Apesar de o Brasil ter resultados muito mais expressivos que o adversário, o técnico José Roberto Guimarães não leva essa superioridade como referência . Pelo contrário. Ele vê as argentinas como uma seleção em ascensão e que pode vir a fazer frente às brasileiras, ou mesmo complicar uma simples partida.
“A Argentina está estreando no GP. Apesar de serem iniciantes nesse nível, já conseguiram vitórias marcantes, superando Cuba e da República Dominicana, ambas as partidas por 3 a 2. Nas estatísticas, duas argentinas aparecem em posição de destaque. A atacante Emilce Sosa é a melhor bloqueadora do campeonato, com média de 1,39 por set.
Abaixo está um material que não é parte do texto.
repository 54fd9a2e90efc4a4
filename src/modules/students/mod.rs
pub mod controller;
pub mod model;
pub mod router;
pub mod service;

pub use model::*;
pub use router::init_students_router;
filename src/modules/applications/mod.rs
pub mod controller;
pub mod model;
pub mod router;
pub mod service;

pub use model::*;
pub use router::{init_applications_router, init_public_applications_router};
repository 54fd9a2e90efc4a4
mod common;

use axum::http::StatusCode;
use common::TestApp;
use schoolbase_auth::Role;
use serde_json::{Value, json};
use sqlx::PgPool;

async fn submit(app: &TestApp) -> Value {
    let (status, body) = app
        .request(
            "POST",
            "/api/public/applications",
            None,
            Some(json!({
                "first_name": "Amina",
                "last_name": "Otieno",
                "gender": "Female",
                "class_name": "Form 1A",
                "guardian_contact": "+254700000000"
            })),
        )
        .await;
    assert_eq!(status, StatusCode::CREATED, "{body}");
    body
}

#[sqlx::test(migrations = "./migrations")]
async fn test_public_submission_is_pending_with_reference(pool: PgPool) {
    let app = TestApp::new(pool);
    let application = submit(&app).await;

    assert_eq!(application["status"], "pending");
    let reference = application["reference"].as_str().unwrap();
    assert!(!reference.is_empty());

    let (status, body) = app
        .request("GET", &format!("/api/public/applications/{reference}"), None, None)
        .await;
    assert_eq!(status, StatusCode::OK);
    assert_eq!(body["status"], "pending");
}

#[sqlx::test(migrations = "./migrations")]
async fn test_approve_creates_student_once(pool: PgPool) {
    let app = TestApp::new(pool.clone());
    let token = app.token_for(&[Role::Registrar], None).await;
    let application = submit(&app).await;
    let uri = format!("/api/applications/{}/approve", application["id"].as_str().unwrap());

    let (status, outcome) = app
        .post(&uri, &token, json!({ "admission_no": "ADM-2024-100" }))
        .await;
    assert_eq!(status, StatusCode::OK, "{outcome}");
    assert_eq!(outcome["application"]["status"], "approved");
    assert_eq!(outcome["student"]["admission_no"], "ADM-2024-100");
    assert_eq!(outcome["student"]["class_name"], "Form 1A");

    let (status, _) = app
        .post(&uri, &token, json!({ "admission_no": "ADM-2024-101" }))
        .await;
    assert_eq!(status, StatusCode::CONFLICT);

    let students: i64 = sqlx::query_scalar("SELECT COUNT(*) FROM students")
        .fetch_one(&pool)
        .await
        .unwrap();
    assert_eq!(students, 1);
}

#[sqlx::test(migrations = "./migrations")]
async fn test_rejected_application_cannot_be_approved(pool: PgPool) {
    let app = TestApp::new(pool);
    let token = app.token_for(&[Role::Headmaster], None).await;
    let application = submit(&app).await;
    let id = application["id"].as_str().unwrap();

    let (status, body) = app
        .post(
            &format!("/api/applications/{id}/reject"),
            &token,
            json!({ "reason": "Class is full" }),
        )
        .await;
    assert_eq!(status, StatusCode::OK);
    assert_eq!(body["status"], "rejected");
    assert_eq!(body["decision_reason"], "Class is full");

    let (status, _) = app
        .post(
            &format!("/api/applications/{id}/approve"),
            &token,
            json!({ "admission_no": "ADM-2024-200" }),
        )
        .await;
    assert_eq!(status, StatusCode::CONFLICT);
}

#[sqlx::test(migrations = "./migrations")]
async fn test_teacher_cannot_review_applications(pool: PgPool) {
    let app = TestApp::new(pool);
    let token = app.token_for(&[Role::Teacher], None).await;

    let (status, _) = app.get("/api/applications", &token).await;
    assert_eq!(status, StatusCode::FORBIDDEN);
}
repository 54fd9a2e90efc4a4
pub use schoolbase_models::discipline::{
    CaseFilterParams, CaseStatus, CaseWithStudent, CreateCaseDto, DisciplinaryCase,
    DisciplineSummary, SeverityCount, UpdateCaseDto, cases_csv, is_high_severity,
};
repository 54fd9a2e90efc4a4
pub mod controller;
pub mod model;
pub mod router;
pub mod service;

pub use model::*;
pub use router::init_auth_router;
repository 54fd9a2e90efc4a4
pub use schoolbase_models::notifications::{
    MarkedRead, Notification, NotificationListParams, NotificationPreference, NotificationType,
    PreferencesUpdate, UnreadCount,
};
pub use schoolbase_models::users::LinkedStudent;
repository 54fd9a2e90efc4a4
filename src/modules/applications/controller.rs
use axum::{
    Json,
    extract::{Path, Query, State},
    http::StatusCode,
};
use tracing::instrument;

use schoolbase_core::AppError;
use schoolbase_models::ids::ApplicationId;

use super::model::{
    Application, ApplicationFilterParams, ApplicationStatusView, ApprovalOutcome,
    ApproveApplicationDto, CreateApplicationDto, RejectApplicationDto,
};
use super::service::ApplicationService;
use crate::middleware::auth::RequireAdmissions;
use crate::modules::auth::controller::ErrorResponse;
use crate::state::AppState;
use crate::validator::ValidatedJson;

/// Submit an admission application (no login required)
#[utoipa::path(
    post,
    path = "/api/public/applications",
    request_body = CreateApplicationDto,
    responses(
        (status = 201, description = "Application received", body = Application),
        (status = 422, description = "Validation error", body = ErrorResponse)
    ),
    tag = "Admissions"
)]
#[instrument(skip(state, dto))]
pub async fn submit_application(
    State(state): State<AppState>,
    ValidatedJson(dto): ValidatedJson<CreateApplicationDto>,
) -> Result<(StatusCode, Json<Application>), AppError> {
    let application = ApplicationService::submit_application(&state.db, dto).await?;
    Ok((StatusCode::CREATED, Json(application)))
}

/// Check an application by its reference
#[utoipa::path(
    get,
    path = "/api/public/applications/{reference}",
    params(("reference" = String, Path, description = "Reference, e.g. APP-20240109-7KQ2ZD")),
    responses(
        (status = 200, description = "Application status", body = ApplicationStatusView),
        (status = 404, description = "Unknown reference", body = ErrorResponse)
    ),
    tag = "Admissions"
)]
#[instrument(skip(state))]
pub async fn get_application_status(
    State(state): State<AppState>,
    Path(reference): Path<String>,
) -> Result<Json<ApplicationStatusView>, AppError> {
    Ok(Json(ApplicationService::get_status(&state.db, &reference).await?))
}

#[utoipa::path(
    get,
    path = "/api/applications",
    params(ApplicationFilterParams),
    responses(
        (status = 200, description = "Applications, newest first", body = Vec<Application>),
        (status = 403, description = "Forbidden", body = ErrorResponse)
    ),
    security(("bearer_auth" = [])),
    tag = "Admissions"
)]
#[instrument(skip(state))]
pub async fn list_applications(
    State(state): State<AppState>,
    _guard: RequireAdmissions,
    Query(filters): Query<ApplicationFilterParams>,
) -> Result<Json<Vec<Application>>, AppError> {
    Ok(Json(ApplicationService::list_applications(&state.db, filters).await?))
}

#[utoipa::path(
    get,
    path = "/api/applications/{id}",
    params(("id" = uuid::Uuid, Path, description = "Application ID")),
    responses(
        (status = 200, description = "Application", body = Application),
        (status = 404, description = "Application not found", body = ErrorResponse)
    ),
    security(("bearer_auth" = [])),
    tag = "Admissions"
)]
#[instrument(skip(state))]
pub async fn get_application(
    State(state): State<AppState>,
    _guard: RequireAdmissions,
    Path(id): Path<ApplicationId>,
) -> Result<Json<Application>, AppError> {
    Ok(Json(ApplicationService::get_application(&state.db, id).await?))
}

/// Approve a pending application and create the student
#[utoipa::path(
    post,
    path = "/api/applications/{id}/approve",
    params(("id" = uuid::Uuid, Path, description = "Application ID")),
    request_body = ApproveApplicationDto,
    responses(
        (status = 200, description = "Application approved", body = ApprovalOutcome),
        (status = 404, description = "Application not found", body = ErrorResponse),
        (status = 409, description = "Already processed or admission number in use", body = ErrorResponse),
        (status = 422, description = "Validation error", body = ErrorResponse)
    ),
    security(("bearer_auth" = [])),
    tag = "Admissions"
)]
#[instrument(skip(state, dto))]
pub async fn approve_application(
    State(state): State<AppState>,
    _guard: RequireAdmissions,
    Path(id): Path<ApplicationId>,
    ValidatedJson(dto): ValidatedJson<ApproveApplicationDto>,
) -> Result<Json<ApprovalOutcome>, AppError> {
    Ok(Json(ApplicationService::approve_application(&state.db, id, dto).await?))
}

#[utoipa::path(
    post,
    path = "/api/applications/{id}/reject",
    params(("id" = uuid::Uuid, Path, description = "Application ID")),
    request_body = RejectApplicationDto,
    responses(
        (status = 200, description = "Application rejected", body = Application),
        (status = 404, description = "Application not found", body = ErrorResponse),
        (status = 409, description = "Already processed", body = ErrorResponse),
        (status = 422, description = "Reason is required", body = ErrorResponse)
    ),
    security(("bearer_auth" = [])),
    tag = "Admissions"
)]
#[instrument(skip(state, dto))]
pub async fn reject_application(
    State(state): State<AppState>,
    _guard: RequireAdmissions,
    Path(id): Path<ApplicationId>,
    ValidatedJson(dto): ValidatedJson<RejectApplicationDto>,
) -> Result<Json<Application>, AppError> {
    Ok(Json(ApplicationService::reject_application(&state.db, id, dto).await?))
}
Já a líbero Lúcia Laido lidera a estatística de recepção, com 61,97 % de aproveitamento”, diz o treinador.
Zé Roberto também destaca que apesar da discrepância entre as equipes, a rivalidade precisa ser levada em consideração, independentemente do esporte e do nível (no caso, desnível) das seleções. E faz um alerta: “Esse jogo é um clássico sul-americano. É um time que vem bem na competição. Temos que tomar um cuidado grande porque não temos o direto de perder”.
O recado do técnico parece ter sido bem assimilado pelas jogadoras, em especial pela oposto Sheilla. Para ela, mesmo com a diferença técnica entre o vôlei dos dois países, as brasileiras precisam entrar atentas no confronto. “A Argentina é um time mais fraco, mas que tem jogado bem. Hoje em dia o vôlei é equilibrado. Se um time não jogar bem o outro vai engrossar a partida.”
Existem também as jogadoras que vivem esse jogo com mais intensidade. É o caso da levantadora Dani Lins, que vê a partida com um olhar diferente. “Todo mundo espera por Brasil e Argentina independentemente do esporte. Tem um gosto especial jogar contra elas. Não sei se por influência de outros esportes e de uma disputa pela liderança no continente, mas é um jogo que gosto muito. Quero muito ganhar, e bem.”
Eliminação No Campeonato Mundial Feminino de Vôlei Infanto-Juvenil ocorreu o inesperado: o Brasil perdeu para o Japão por 3 a 1 (25/23, 26/24, 15/25 e 25/15). A surpresa é pelo fato de o Japão ter a pior campanha entre as 16 seleções que estavam na segunda fase e entrou em quadra eliminada. O Brasil disputará, agora, do 5º ao 8º lugar.